Slingshot sports or activities is becoming more and more popular in China. The main reason is the demand rising. Behind the demand, there are 3 reasons. First is the largest population. Second is the gun control and changes to slingshot. Third is easier communication than ever with mobile Internet connection. We find lots of people having same hobbies. It's no longer shame for an adult to play slingshot. And lots of adults picked up it again like me. Thus brings competition, personal show on short video platform.

At the end, people enjoy it for illegal hunting or entertainment. More and more people join. There is a huge market for more and more shooters become business men.

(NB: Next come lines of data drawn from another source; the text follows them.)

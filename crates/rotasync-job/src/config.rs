//! Environment configuration for a sync run.
//!
//! Everything is read and validated once, before any network call. Missing
//! required variables are reported together rather than one per run.

use std::time::Duration;

use thiserror::Error;

use rotasync_adapters::oncall::{opsgenie, pagerduty};
use rotasync_app::sync_service::{GroupSpec, SyncSettings};
use rotasync_core::ids::GroupId;
use rotasync_core::rotation::{Rotation, RotationRole, MAX_HOUR_SHIFT};
use rotasync_core::support::{SupportPolicy, SupportRoster};
use rotasync_core::username;

#[derive(Debug, Error, PartialEq, Eq)]
pub enum ConfigError {
    #[error("missing required environment variables: {}", .0.join(", "))]
    Missing(Vec<String>),
    #[error("invalid value for {var}: {reason}")]
    Invalid { var: String, reason: String },
}

#[derive(Debug, Clone, Copy, PartialEq, Eq)]
pub enum Provider {
    PagerDuty,
    Opsgenie,
}

impl Provider {
    pub fn as_str(&self) -> &'static str {
        match self {
            Self::PagerDuty => "pagerduty",
            Self::Opsgenie => "opsgenie",
        }
    }

    fn api_key_var(&self) -> &'static str {
        match self {
            Self::PagerDuty => "PAGERDUTY_APIKEY",
            Self::Opsgenie => "OPSGENIE_APIKEY",
        }
    }

    /// Each provider's program shipped with its own support policy.
    fn default_policy(&self) -> SupportPolicy {
        match self {
            Self::PagerDuty => SupportPolicy::WholeBatch,
            Self::Opsgenie => SupportPolicy::PerCandidate,
        }
    }
}

#[derive(Debug, Clone)]
pub struct Config {
    pub provider: Provider,
    pub provider_api_key: String,
    pub provider_api_url: String,
    pub username_detail: String,
    pub mattermost_url: String,
    pub mattermost_token: String,
    pub on_call_group: GroupSpec,
    pub support_group: GroupSpec,
    pub hour_shift: i64,
    pub primary: Rotation,
    pub secondary: Rotation,
    pub support_policy: SupportPolicy,
    pub roster: SupportRoster,
    pub http_timeout: Duration,
    pub run_deadline: Duration,
}

const DEFAULT_HTTP_TIMEOUT_SECS: u64 = 15;
const DEFAULT_RUN_DEADLINE_SECS: u64 = 120;

impl Config {
    pub fn from_env() -> Result<Self, ConfigError> {
        Self::from_lookup(|key| std::env::var(key).ok())
    }

    pub fn from_lookup<F>(lookup: F) -> Result<Self, ConfigError>
    where
        F: Fn(&str) -> Option<String>,
    {
        let mut env = Env {
            lookup,
            missing: vec![],
        };

        let provider = match env.optional("ONCALL_PROVIDER").map(|p| p.to_lowercase()) {
            None => Provider::PagerDuty,
            Some(p) if p == "pagerduty" => Provider::PagerDuty,
            Some(p) if p == "opsgenie" => Provider::Opsgenie,
            Some(other) => {
                return Err(invalid("ONCALL_PROVIDER", format!("unknown provider {other}")));
            }
        };

        let provider_api_key = env.required(provider.api_key_var());
        let mattermost_url = env.required("MATTERMOST_URL");
        let mattermost_token = env.required("MATTERMOST_BOT_TOKEN");
        let on_call_group_id = env.required("MATTERMOST_SREONCALL_GROUPID");
        let support_group_id = env.required("MATTERMOST_SRESUPPORT_GROUPID");
        let on_call_hook = env.required("MATTERMOST_SREONCALL_NOTIFICATION_HOOK");
        let support_hook = env.required("MATTERMOST_SRESUPPORT_NOTIFICATION_HOOK");
        let hour_shift = env.required("ONCALL_HOUR_SHIFTS");
        let primary = env.required("PRIMARY_SCHEDULE_ID");
        let secondary = env.required("SECONDARY_SCHEDULE_ID");
        let approved = env.required("SUPPORT_APPROVED_LIST");
        let overrides = env.required("SUPPORT_OVERRIDE_LIST");

        if !env.missing.is_empty() {
            return Err(ConfigError::Missing(env.missing));
        }

        let hour_shift = hour_shift
            .parse::<i64>()
            .map_err(|e| invalid("ONCALL_HOUR_SHIFTS", e.to_string()))?;
        if hour_shift.unsigned_abs() > MAX_HOUR_SHIFT.unsigned_abs() {
            return Err(invalid(
                "ONCALL_HOUR_SHIFTS",
                format!("must be within +/-{MAX_HOUR_SHIFT} hours"),
            ));
        }

        let overrides = username::parse_list(&overrides);
        if overrides.is_empty() {
            return Err(invalid("SUPPORT_OVERRIDE_LIST", "no usernames listed".into()));
        }

        let support_policy = match env.optional("SUPPORT_POLICY") {
            None => provider.default_policy(),
            Some(raw) => SupportPolicy::parse(&raw)
                .ok_or_else(|| invalid("SUPPORT_POLICY", format!("unknown policy {raw}")))?,
        };

        let (url_var, default_url) = match provider {
            Provider::PagerDuty => ("PAGERDUTY_API_URL", pagerduty::DEFAULT_BASE_URL),
            Provider::Opsgenie => ("OPSGENIE_API_URL", opsgenie::DEFAULT_BASE_URL),
        };

        Ok(Self {
            provider,
            provider_api_key,
            provider_api_url: env.optional(url_var).unwrap_or_else(|| default_url.into()),
            username_detail: env
                .optional("OPSGENIE_USERNAME_DETAIL")
                .unwrap_or_else(|| opsgenie::DEFAULT_USERNAME_DETAIL.into()),
            mattermost_url,
            mattermost_token,
            on_call_group: GroupSpec {
                id: group_id("MATTERMOST_SREONCALL_GROUPID", &on_call_group_id)?,
                webhook_url: on_call_hook,
                handle: env
                    .optional("ONCALL_GROUP_HANDLE")
                    .unwrap_or_else(|| "sreoncall".into()),
            },
            support_group: GroupSpec {
                id: group_id("MATTERMOST_SRESUPPORT_GROUPID", &support_group_id)?,
                webhook_url: support_hook,
                handle: env
                    .optional("SUPPORT_GROUP_HANDLE")
                    .unwrap_or_else(|| "sresupport".into()),
            },
            hour_shift,
            primary: rotation("PRIMARY_SCHEDULE_ID", primary, RotationRole::Primary)?,
            secondary: rotation("SECONDARY_SCHEDULE_ID", secondary, RotationRole::Secondary)?,
            support_policy,
            roster: SupportRoster::new(username::parse_list(&approved), overrides),
            http_timeout: Duration::from_secs(
                env.seconds("HTTP_TIMEOUT_SECS", DEFAULT_HTTP_TIMEOUT_SECS)?,
            ),
            run_deadline: Duration::from_secs(
                env.seconds("RUN_DEADLINE_SECS", DEFAULT_RUN_DEADLINE_SECS)?,
            ),
        })
    }

    pub fn settings(&self) -> SyncSettings {
        SyncSettings {
            primary: self.primary.clone(),
            secondary: self.secondary.clone(),
            hour_shift: self.hour_shift,
            policy: self.support_policy,
            roster: self.roster.clone(),
            on_call_group: self.on_call_group.clone(),
            support_group: self.support_group.clone(),
        }
    }
}

struct Env<F> {
    lookup: F,
    missing: Vec<String>,
}

impl<F> Env<F>
where
    F: Fn(&str) -> Option<String>,
{
    fn optional(&self, key: &str) -> Option<String> {
        (self.lookup)(key)
            .map(|v| v.trim().to_string())
            .filter(|v| !v.is_empty())
    }

    fn required(&mut self, key: &str) -> String {
        match self.optional(key) {
            Some(value) => value,
            None => {
                self.missing.push(key.to_string());
                String::new()
            }
        }
    }

    fn seconds(&self, key: &str, default: u64) -> Result<u64, ConfigError> {
        match self.optional(key) {
            None => Ok(default),
            Some(raw) => match raw.parse::<u64>() {
                Ok(0) => Err(invalid(key, "must be greater than zero".into())),
                Ok(secs) => Ok(secs),
                Err(e) => Err(invalid(key, e.to_string())),
            },
        }
    }
}

fn invalid(var: &str, reason: String) -> ConfigError {
    ConfigError::Invalid {
        var: var.to_string(),
        reason,
    }
}

fn group_id(var: &str, raw: &str) -> Result<GroupId, ConfigError> {
    GroupId::parse(raw).map_err(|e| invalid(var, e.to_string()))
}

fn rotation(var: &str, raw: String, role: RotationRole) -> Result<Rotation, ConfigError> {
    Rotation::new(raw, role).map_err(|e| invalid(var, e.to_string()))
}

#[cfg(test)]
mod tests {
    use super::*;
    use std::collections::HashMap;

    fn base() -> HashMap<&'static str, &'static str> {
        HashMap::from([
            ("PAGERDUTY_APIKEY", "pd-key"),
            ("MATTERMOST_URL", "https://chat.example.com"),
            ("MATTERMOST_BOT_TOKEN", "bot-token"),
            ("MATTERMOST_SREONCALL_GROUPID", "g-oncall"),
            ("MATTERMOST_SRESUPPORT_GROUPID", "g-support"),
            ("MATTERMOST_SREONCALL_NOTIFICATION_HOOK", "https://chat.example.com/hooks/a"),
            ("MATTERMOST_SRESUPPORT_NOTIFICATION_HOOK", "https://chat.example.com/hooks/b"),
            ("ONCALL_HOUR_SHIFTS", "12"),
            ("PRIMARY_SCHEDULE_ID", "PPRIMARY"),
            ("SECONDARY_SCHEDULE_ID", "PSECOND"),
            ("SUPPORT_APPROVED_LIST", "bob, carol"),
            ("SUPPORT_OVERRIDE_LIST", "dave,erin"),
        ])
    }

    fn load(vars: &HashMap<&'static str, &'static str>) -> Result<Config, ConfigError> {
        Config::from_lookup(|key| vars.get(key).map(|v| v.to_string()))
    }

    #[test]
    fn loads_pagerduty_defaults() {
        let config = load(&base()).unwrap();

        assert_eq!(config.provider, Provider::PagerDuty);
        assert_eq!(config.provider_api_url, pagerduty::DEFAULT_BASE_URL);
        assert_eq!(config.support_policy, SupportPolicy::WholeBatch);
        assert_eq!(config.hour_shift, 12);
        assert_eq!(config.primary.schedule(), "PPRIMARY");
        assert_eq!(config.secondary.role(), RotationRole::Secondary);
        assert_eq!(config.roster.approved, vec!["bob", "carol"]);
        assert_eq!(config.roster.overrides, vec!["dave", "erin"]);
        assert_eq!(config.on_call_group.handle, "sreoncall");
        assert_eq!(config.http_timeout, Duration::from_secs(15));
        assert_eq!(config.run_deadline, Duration::from_secs(120));
    }

    #[test]
    fn reports_every_missing_variable() {
        let mut vars = base();
        vars.remove("MATTERMOST_URL");
        vars.remove("SUPPORT_OVERRIDE_LIST");
        vars.insert("ONCALL_HOUR_SHIFTS", "   ");

        let err = load(&vars).unwrap_err();

        assert_eq!(
            err,
            ConfigError::Missing(vec![
                "MATTERMOST_URL".into(),
                "ONCALL_HOUR_SHIFTS".into(),
                "SUPPORT_OVERRIDE_LIST".into(),
            ])
        );
    }

    #[test]
    fn opsgenie_needs_its_own_key() {
        let mut vars = base();
        vars.insert("ONCALL_PROVIDER", "opsgenie");

        let err = load(&vars).unwrap_err();
        assert_eq!(err, ConfigError::Missing(vec!["OPSGENIE_APIKEY".into()]));

        vars.insert("OPSGENIE_APIKEY", "og-key");
        let config = load(&vars).unwrap();
        assert_eq!(config.provider, Provider::Opsgenie);
        assert_eq!(config.support_policy, SupportPolicy::PerCandidate);
        assert_eq!(config.username_detail, "mattermost_username");
    }

    #[test]
    fn policy_can_be_overridden() {
        let mut vars = base();
        vars.insert("SUPPORT_POLICY", "per-candidate");
        assert_eq!(load(&vars).unwrap().support_policy, SupportPolicy::PerCandidate);

        vars.insert("SUPPORT_POLICY", "coin-flip");
        assert!(matches!(
            load(&vars),
            Err(ConfigError::Invalid { var, .. }) if var == "SUPPORT_POLICY"
        ));
    }

    #[test]
    fn rejects_non_numeric_hour_shift() {
        let mut vars = base();
        vars.insert("ONCALL_HOUR_SHIFTS", "twelve");
        assert!(matches!(
            load(&vars),
            Err(ConfigError::Invalid { var, .. }) if var == "ONCALL_HOUR_SHIFTS"
        ));
    }

    #[test]
    fn rejects_hour_shift_beyond_a_year() {
        for raw in ["3000000000", "9223372036854775807", "-9223372036854775808"] {
            let mut vars = base();
            vars.insert("ONCALL_HOUR_SHIFTS", raw);
            assert!(matches!(
                load(&vars),
                Err(ConfigError::Invalid { var, .. }) if var == "ONCALL_HOUR_SHIFTS"
            ));
        }

        let mut vars = base();
        vars.insert("ONCALL_HOUR_SHIFTS", "-48");
        assert_eq!(load(&vars).unwrap().hour_shift, -48);
    }

    #[test]
    fn rejects_override_list_without_names() {
        let mut vars = base();
        vars.insert("SUPPORT_OVERRIDE_LIST", " , ,");
        assert!(matches!(
            load(&vars),
            Err(ConfigError::Invalid { var, .. }) if var == "SUPPORT_OVERRIDE_LIST"
        ));
    }

    #[test]
    fn rejects_unknown_provider() {
        let mut vars = base();
        vars.insert("ONCALL_PROVIDER", "victorops");
        assert!(matches!(load(&vars), Err(ConfigError::Invalid { .. })));
    }

    #[test]
    fn rejects_zero_timeout() {
        let mut vars = base();
        vars.insert("HTTP_TIMEOUT_SECS", "0");
        assert!(matches!(
            load(&vars),
            Err(ConfigError::Invalid { var, .. }) if var == "HTTP_TIMEOUT_SECS"
        ));
    }
}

Sent from my EML-L29 using Tapatalk


----------



## JPD-Madrid (Apr 2, 2013)

Hers in Spain slingshot is still mainly a hobby for entertainment. Lots of towns has competition with 50 persons during festivals. There is also people hunting secretly.
But in China there are professional competition shooter. They travel over the country to win the prize. Some of them are sponsored by slingshot brand owners, some of them sell their own products. Some people setup clubs, companies and organize national level completions.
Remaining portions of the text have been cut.